**The problem**: Line by line, retype the whole listing exactly.

**Available data**:
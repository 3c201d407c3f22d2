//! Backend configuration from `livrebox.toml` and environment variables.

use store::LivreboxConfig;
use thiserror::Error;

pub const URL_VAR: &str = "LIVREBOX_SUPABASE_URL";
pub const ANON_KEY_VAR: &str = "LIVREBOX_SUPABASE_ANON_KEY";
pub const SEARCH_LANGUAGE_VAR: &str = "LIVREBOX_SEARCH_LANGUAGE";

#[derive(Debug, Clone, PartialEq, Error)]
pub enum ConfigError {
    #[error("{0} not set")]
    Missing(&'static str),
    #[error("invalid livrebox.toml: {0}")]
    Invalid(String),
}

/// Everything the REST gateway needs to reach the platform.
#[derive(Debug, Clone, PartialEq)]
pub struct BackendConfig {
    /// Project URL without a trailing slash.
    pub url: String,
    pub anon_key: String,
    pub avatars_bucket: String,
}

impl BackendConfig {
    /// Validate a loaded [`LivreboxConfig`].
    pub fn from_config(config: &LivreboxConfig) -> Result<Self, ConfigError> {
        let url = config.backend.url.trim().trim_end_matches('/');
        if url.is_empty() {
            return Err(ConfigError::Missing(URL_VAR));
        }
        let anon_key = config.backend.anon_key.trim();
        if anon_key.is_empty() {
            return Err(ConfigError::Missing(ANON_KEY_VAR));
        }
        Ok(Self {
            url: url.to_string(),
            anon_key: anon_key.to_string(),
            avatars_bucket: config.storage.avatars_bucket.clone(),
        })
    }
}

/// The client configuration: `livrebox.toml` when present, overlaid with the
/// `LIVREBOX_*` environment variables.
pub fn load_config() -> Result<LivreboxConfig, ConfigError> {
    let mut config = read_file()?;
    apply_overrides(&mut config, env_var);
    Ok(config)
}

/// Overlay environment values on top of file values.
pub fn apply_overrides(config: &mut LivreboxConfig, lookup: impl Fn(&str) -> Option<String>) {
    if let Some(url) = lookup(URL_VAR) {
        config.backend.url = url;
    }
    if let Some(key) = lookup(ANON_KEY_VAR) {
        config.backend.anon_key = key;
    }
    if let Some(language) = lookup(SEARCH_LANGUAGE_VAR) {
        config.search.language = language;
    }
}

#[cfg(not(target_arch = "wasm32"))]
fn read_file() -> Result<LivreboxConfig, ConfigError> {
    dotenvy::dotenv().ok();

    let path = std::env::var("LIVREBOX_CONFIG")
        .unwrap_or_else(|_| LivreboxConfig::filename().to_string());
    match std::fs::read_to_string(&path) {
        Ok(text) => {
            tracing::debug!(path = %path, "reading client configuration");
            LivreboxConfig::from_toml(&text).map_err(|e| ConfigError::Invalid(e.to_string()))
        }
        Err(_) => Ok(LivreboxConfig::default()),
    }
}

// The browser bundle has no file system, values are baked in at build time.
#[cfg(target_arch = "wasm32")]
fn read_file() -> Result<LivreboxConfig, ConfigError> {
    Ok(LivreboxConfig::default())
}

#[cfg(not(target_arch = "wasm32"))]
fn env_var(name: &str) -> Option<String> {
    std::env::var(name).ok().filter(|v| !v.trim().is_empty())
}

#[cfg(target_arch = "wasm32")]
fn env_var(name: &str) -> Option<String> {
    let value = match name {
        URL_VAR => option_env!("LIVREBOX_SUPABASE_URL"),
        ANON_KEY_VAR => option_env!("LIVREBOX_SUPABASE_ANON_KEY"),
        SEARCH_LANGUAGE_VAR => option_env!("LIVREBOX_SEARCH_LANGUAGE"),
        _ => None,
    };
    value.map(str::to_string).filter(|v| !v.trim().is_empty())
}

**Written answer**:
repository 3c201d407c3f22d2
//! Backend configuration from `livrebox.toml` and environment variables.

use store::LivreboxConfig;
use thiserror::Error;

pub const URL_VAR: &str = "LIVREBOX_SUPABASE_URL";
pub const ANON_KEY_VAR: &str = "LIVREBOX_SUPABASE_ANON_KEY";
pub const SEARCH_LANGUAGE_VAR: &str = "LIVREBOX_SEARCH_LANGUAGE";

#[derive(Debug, Clone, PartialEq, Error)]
pub enum ConfigError {
    #[error("{0} not set")]
    Missing(&'static str),
    #[error("invalid livrebox.toml: {0}")]
    Invalid(String),
}

/// Everything the REST gateway needs to reach the platform.
#[derive(Debug, Clone, PartialEq)]
pub struct BackendConfig {
    /// Project URL without a trailing slash.
    pub url: String,
    pub anon_key: String,
    pub avatars_bucket: String,
}

impl BackendConfig {
    /// Validate a loaded [`LivreboxConfig`].
    pub fn from_config(config: &LivreboxConfig) -> Result<Self, ConfigError> {
        let url = config.backend.url.trim().trim_end_matches('/');
        if url.is_empty() {
            return Err(ConfigError::Missing(URL_VAR));
        }
        let anon_key = config.backend.anon_key.trim();
        if anon_key.is_empty() {
            return Err(ConfigError::Missing(ANON_KEY_VAR));
        }
        Ok(Self {
            url: url.to_string(),
            anon_key: anon_key.to_string(),
            avatars_bucket: config.storage.avatars_bucket.clone(),
        })
    }
}

/// The client configuration: `livrebox.toml` when present, overlaid with the
/// `LIVREBOX_*` environment variables.
pub fn load_config() -> Result<LivreboxConfig, ConfigError> {
    let mut config = read_file()?;
    apply_overrides(&mut config, env_var);
    Ok(config)
}

/// Overlay environment values on top of file values.
pub fn apply_overrides(config: &mut LivreboxConfig, lookup: impl Fn(&str) -> Option<String>) {
    if let Some(url) = lookup(URL_VAR) {
        config.backend.url = url;
    }
    if let Some(key) = lookup(ANON_KEY_VAR) {
        config.backend.anon_key = key;
    }
    if let Some(language) = lookup(SEARCH_LANGUAGE_VAR) {
        config.search.language = language;
    }
}

#[cfg(not(target_arch = "wasm32"))]
fn read_file() -> Result<LivreboxConfig, ConfigError> {
    dotenvy::dotenv().ok();

    let path = std::env::var("LIVREBOX_CONFIG")
        .unwrap_or_else(|_| LivreboxConfig::filename().to_string());
    match std::fs::read_to_string(&path) {
        Ok(text) => {
            tracing::debug!(path = %path, "reading client configuration");
            LivreboxConfig::from_toml(&text).map_err(|e| ConfigError::Invalid(e.to_string()))
        }
        Err(_) => Ok(LivreboxConfig::default()),
    }
}

// The browser bundle has no file system, values are baked in at build time.
#[cfg(target_arch = "wasm32")]
fn read_file() -> Result<LivreboxConfig, ConfigError> {
    Ok(LivreboxConfig::default())
}

#[cfg(not(target_arch = "wasm32"))]
fn env_var(name: &str) -> Option<String> {
    std::env::var(name).ok().filter(|v| !v.trim().is_empty())
}

#[cfg(target_arch = "wasm32")]
fn env_var(name: &str) -> Option<String> {
    let value = match name {
        URL_VAR => option_env!("LIVREBOX_SUPABASE_URL"),
        ANON_KEY_VAR => option_env!("LIVREBOX_SUPABASE_ANON_KEY"),
        SEARCH_LANGUAGE_VAR => option_env!("LIVREBOX_SEARCH_LANGUAGE"),
        _ => None,
    };
    value.map(str::to_string).filter(|v| !v.trim().is_empty())
}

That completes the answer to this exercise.